Get some pepper spray to carry with you, if you can. Then call the police and report the behavior & tell them you want an officer to come to your apartment ( it's easier to get them to REALLY listen to you ). Explain that this man seems overly interested in your daughter and not your son, and don't forget to add the fact that he hangs around the park as well. Tell them you have tried to talk to this man and he refuses to stay away from you & your family.

The reports can help if he is a registered sex offender already (which he may in fact be) or can at least put this guy on police radar. Tell them you feel threatened and they will have to tell him to stay away from you.

I hate to add this too, but I would look into moving. No one can make him move, but for the sake of your children, it may be the best thing you can do. I know it sounds extreme, but if anything should happen - it wouldn't then.









Don't be afraid to protect your family anyway that you can!









Another note: this is the perfect time to teach DC about stranger safety (even nice ones!), how to use your phone AND cell phone to call 911 and where to turn if they feel threatened. Maybe you can talk to other neighbors as well. Make sure your children know to stay FAR FAR away from this man, not to take anything from him, etc.
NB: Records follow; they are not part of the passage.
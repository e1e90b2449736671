//! Targeting tunables shared across systems.
//!
//! These are the defaults backing [`crate::settings::SnapSettings`]. Hosts
//! override them through the resource rather than editing the constants.

/// Maximum straight-line distance at which an enemy may be snapped to.
pub const DEFAULT_DISTANCE_TO_SNAP: f32 = 125.0;
/// Minimum projection of an enemy onto the aim axis, in world units.
///
/// Enemies behind the crosshair, or too far off to the side, project below
/// this value and are never eligible.
pub const DEFAULT_MAX_BEHIND_ENGAGE_DISTANCE: f32 = 10.0;
/// Seconds between enemy registry scans in periodic discovery mode.
pub const DEFAULT_SCAN_INTERVAL_SECS: f32 = 3.0;
/// Radius of the sphere collider given to enemies that lack one.
pub const DEFAULT_SNAP_COLLIDER_RADIUS: f32 = 2.6;
/// Seconds the primary crosshair takes to travel onto a target.
pub const DEFAULT_SNAP_DURATION_SECS: f32 = 0.2;
/// Allowed gap between the sight ray's first hit and the true distance to
/// the player. Anything larger means the ray grazed intervening geometry.
pub const LINE_OF_SIGHT_TOLERANCE: f32 = 2.0;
Mean people wear nice people masks is what I told DD1.

(long story short: we had a problem with my sister's ex and his family/friends. I got DD1 (age 7) her own prepaid cell phone. Even if there's no time on it, she can call 911. She also knows how to call 911 from all the phones in the house as well as myself, DH and other family members)


----------



## Cherry Alive (Mar 11, 2007)

It sounds like this guy is a psycho. He will keep coming after you and your daughter.
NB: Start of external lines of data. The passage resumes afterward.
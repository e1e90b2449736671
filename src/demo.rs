//! Headless demo scene used by the binary.
//!
//! Spawns the aim rig, a wall and a handful of enemies placed to exercise
//! every outcome: one strafing in and out of cover, one hidden behind the
//! wall, one out of range and one behind the player. The aim reference
//! sweeps sideways so the aim ray crosses the strafing enemy.

use bevy::ecs::prelude::On;
use bevy::prelude::*;

use crate::components::{
    AimCamera, AimReference, CrosshairDummy, Enemy, Player, PrimaryCrosshair, SecondaryCrosshair,
    SightState,
};
use crate::raycast::Collider;
use crate::targeting::{CrosshairState, SightChanged};

/// Radius of the player's collider.
pub const PLAYER_COLLIDER_RADIUS: f32 = 1.0;

/// Sideways oscillation about a fixed anchor.
#[derive(Component, Debug, Clone, Copy, PartialEq)]
pub struct Strafe {
    /// Centre of the motion.
    pub anchor: Vec3,
    /// Peak displacement along X.
    pub amplitude: f32,
    /// Angular speed in radians per second.
    pub speed: f32,
}

impl Strafe {
    /// Position at `elapsed` seconds.
    #[must_use]
    pub fn position_at(&self, elapsed: f32) -> Vec3 {
        self.anchor + Vec3::X * self.amplitude * (elapsed * self.speed).sin()
    }
}

/// Running totals reported when the demo ends.
#[derive(Resource, Debug, Default, Clone, Copy, PartialEq, Eq)]
pub struct DemoStats {
    /// Unseen-to-seen transitions.
    pub acquired: u32,
    /// Seen-to-unseen transitions.
    pub lost: u32,
    /// Frames on which the crosshair started a snap onto a new enemy.
    pub snaps: u32,
    last_target: Option<Entity>,
}

/// Installs the demo scene.
#[derive(Default, Debug)]
pub struct DemoScenePlugin;

impl Plugin for DemoScenePlugin {
    fn build(&self, app: &mut App) {
        app.init_resource::<DemoStats>()
            .add_observer(count_sight_changes)
            .add_systems(Startup, spawn_demo_scene_system)
            .add_systems(
                Update,
                (
                    strafe_system.before(crate::TargetingSet::Discover),
                    count_snaps_system.after(crate::TargetingSet::Resolve),
                ),
            );
    }
}

/// Spawns the rig, obstacles and enemies.
pub fn spawn_demo_scene_system(mut commands: Commands) {
    commands.spawn((
        Name::new("Player"),
        Player,
        Transform::default(),
        Collider::sphere(PLAYER_COLLIDER_RADIUS),
    ));
    commands.spawn((Name::new("AimCamera"), AimCamera, Transform::from_xyz(0.0, 0.0, 5.0)));
    commands.spawn((
        Name::new("CrosshairDummy"),
        CrosshairDummy,
        Transform::from_xyz(0.0, 0.0, -1.0),
    ));
    let reference_anchor = Vec3::new(0.0, 0.0, -2.0);
    commands.spawn((
        Name::new("AimReference"),
        AimReference,
        Transform::from_translation(reference_anchor),
        Strafe {
            anchor: reference_anchor,
            amplitude: 0.5,
            speed: 1.3,
        },
    ));
    commands.spawn((Name::new("PrimaryCrosshair"), PrimaryCrosshair, Transform::default()));
    commands.spawn((
        Name::new("SecondaryCrosshair"),
        SecondaryCrosshair::default(),
        Transform::default(),
    ));

    commands.spawn((
        Name::new("Wall"),
        Transform::from_xyz(8.0, 0.0, -20.0),
        Collider::cuboid(Vec3::new(6.0, 6.0, 1.0)),
    ));

    let strafer = Vec3::new(0.0, 0.0, -40.0);
    commands.spawn((
        Name::new("Strafer"),
        Enemy::default(),
        Transform::from_translation(strafer),
        Strafe {
            anchor: strafer,
            amplitude: 25.0,
            speed: 0.8,
        },
    ));
    commands.spawn((
        Name::new("Hidden"),
        Enemy::default(),
        Transform::from_xyz(24.0, 0.0, -60.0),
    ));
    commands.spawn((
        Name::new("Distant"),
        Enemy::with_radius(4.0),
        Transform::from_xyz(0.0, 0.0, -140.0),
    ));
    commands.spawn((
        Name::new("Behind"),
        Enemy::default(),
        Transform::from_xyz(0.0, 0.0, 20.0),
    ));
}

/// Moves every [`Strafe`] entity along its path.
#[expect(
    clippy::needless_pass_by_value,
    reason = "Bevy systems require parameters by value, not by reference."
)]
pub fn strafe_system(time: Res<Time>, mut movers: Query<(&Strafe, &mut Transform)>) {
    let elapsed = time.elapsed_secs();
    for (strafe, mut transform) in &mut movers {
        transform.translation = strafe.position_at(elapsed);
    }
}

#[expect(
    clippy::needless_pass_by_value,
    reason = "Observer systems must accept On<T> by value."
)]
fn count_sight_changes(event: On<SightChanged>, mut stats: ResMut<DemoStats>) {
    match event.event().state {
        SightState::Seen => stats.acquired += 1,
        SightState::Unseen => stats.lost += 1,
    }
}

#[expect(
    clippy::needless_pass_by_value,
    reason = "Bevy systems require parameters by value, not by reference."
)]
fn count_snaps_system(crosshair: Res<CrosshairState>, mut stats: ResMut<DemoStats>) {
    let target = crosshair.snap_target();
    if target.is_some() && target != stats.last_target {
        stats.snaps += 1;
    }
    stats.last_target = target;
}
Please don't be afraid to be NASTY. The fact this man keeps grabbing at your kid is a really bad sign. It's only going to get worse if you let it. Who knows what he could do the next time? Maybe he'd actually grab her from your arms.
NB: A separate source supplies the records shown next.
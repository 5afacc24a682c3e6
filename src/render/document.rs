// src/render/document.rs
//! Standalone HTML document handed to the PDF converter

use serde::Serialize;

use super::markup::escape_html;
use crate::types::{ResumeRecord, TemplateSelector};

pub const CREATOR: &str = "Resume Builder";

/// Styles for the resume markup, shared by the preview page and the PDF
pub const RESUME_STYLESHEET: &str = r#"
.resume-template { font-family: helvetica, sans-serif; font-size: 11pt; color: #222222; }
.resume-template p { margin: 0 0 2px 0; }
.resume-name { font-size: 20pt; font-weight: bold; margin: 0 0 4px 0; }
.resume-header, .resume-header-modern { overflow: hidden; }
.resume-identity { float: left; }
.resume-photo-slot { float: right; }
.resume-photo, .resume-photo-modern { width: 110px; height: 110px; object-fit: cover; border-radius: 50%; }
.resume-header-modern { background-color: #222222; color: #ffffff; padding: 10px; }
.resume-section { margin-top: 10px; }
.resume-section-title { font-size: 13pt; font-weight: bold; margin: 10px 0 4px 0; border-bottom: 1px solid #333333; }
.resume-muted { color: #555555; font-size: 9pt; }
.resume-body-modern { width: 100%; border-collapse: collapse; margin-top: 10px; }
.resume-column-main { width: 60%; vertical-align: top; padding-right: 12px; }
.resume-column-side { width: 40%; vertical-align: top; }
.resume-skills-list li, .resume-skills-list-modern li { margin-bottom: 2px; }
"#;

#[derive(Debug, Clone, PartialEq, Eq, Serialize)]
pub struct DocumentMetadata {
    pub title: String,
    pub author: String,
    pub creator: String,
}

impl DocumentMetadata {
    pub fn for_record(record: &ResumeRecord) -> Self {
        Self {
            title: format!("Resume - {}", record.name),
            author: record.name.clone(),
            creator: CREATOR.to_string(),
        }
    }
}

/// Full document for export. The picture is a preview-only element and is
/// not part of the exported document.
pub fn render_document(
    record: &ResumeRecord,
    selector: TemplateSelector,
    metadata: &DocumentMetadata,
) -> String {
    wrap_document(&super::render(record, selector, None), metadata)
}

/// Standalone HTML page around a rendered resume fragment
pub fn wrap_document(body: &str, metadata: &DocumentMetadata) -> String {
    let mut out = String::new();
    out.push_str("<!DOCTYPE html>\n<html lang=\"en\">\n<head>\n");
    out.push_str("<meta charset=\"UTF-8\">\n");
    out.push_str(&format!(
        "<title>{}</title>\n",
        escape_html(&metadata.title)
    ));
    out.push_str(&format!(
        "<meta name=\"author\" content=\"{}\">\n",
        escape_html(&metadata.author)
    ));
    out.push_str(&format!(
        "<meta name=\"generator\" content=\"{}\">\n",
        escape_html(&metadata.creator)
    ));
    out.push_str("<style>");
    out.push_str(RESUME_STYLESHEET);
    out.push_str("@page { margin: 15mm; }\n");
    out.push_str("</style>\n</head>\n<body>\n");
    out.push_str(body);
    out.push_str("</body>\n</html>\n");
    out
}

#[cfg(test)]
mod tests {
    use super::*;
    use crate::types::resume::sample_record;

    #[test]
    fn test_metadata_for_record() {
        let metadata = DocumentMetadata::for_record(&sample_record());
        assert_eq!(metadata.title, "Resume - Ada Lovelace");
        assert_eq!(metadata.author, "Ada Lovelace");
        assert_eq!(metadata.creator, "Resume Builder");
    }

    #[test]
    fn test_document_wraps_fragment_without_picture() {
        let mut record = sample_record();
        record.profile_picture = Some("uploads/profile_1_abc.png".to_string());
        let metadata = DocumentMetadata::for_record(&record);

        let html = render_document(&record, TemplateSelector::Modern, &metadata);
        assert!(html.starts_with("<!DOCTYPE html>"));
        assert!(html.contains("<title>Resume - Ada Lovelace</title>"));
        assert!(html.contains("<meta name=\"author\" content=\"Ada Lovelace\">"));
        assert!(html.contains(&crate::render::render(&record, TemplateSelector::Modern, None)));
        assert!(!html.contains("<img"));
    }
}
Don't be afraid to be an angry mamma bear to him. If he comes near you or her and pulls that crap again, scream at him and tell him to get lost.

As others suggested, call the police too. This man is harassing you. It may help, too, to contact your rental office and complain very loudly. If you have a boyfriend or husband who can do with you, that's even better. If you have neighbors with kids, find out if he's been doing the same to them and get them to complain, too. It's possible they will evict him. At the very least he is on their radar.

I had a creepy neighbor like who lived above us. I didn't have kids at the time, but he came after me. He kept harassing me and demanding I give him car rides. I found out from a female neighbor who lived across from us that one day he knocked on her door and forced himself into her apartment. He left, but she was pretty shaken up afterwards.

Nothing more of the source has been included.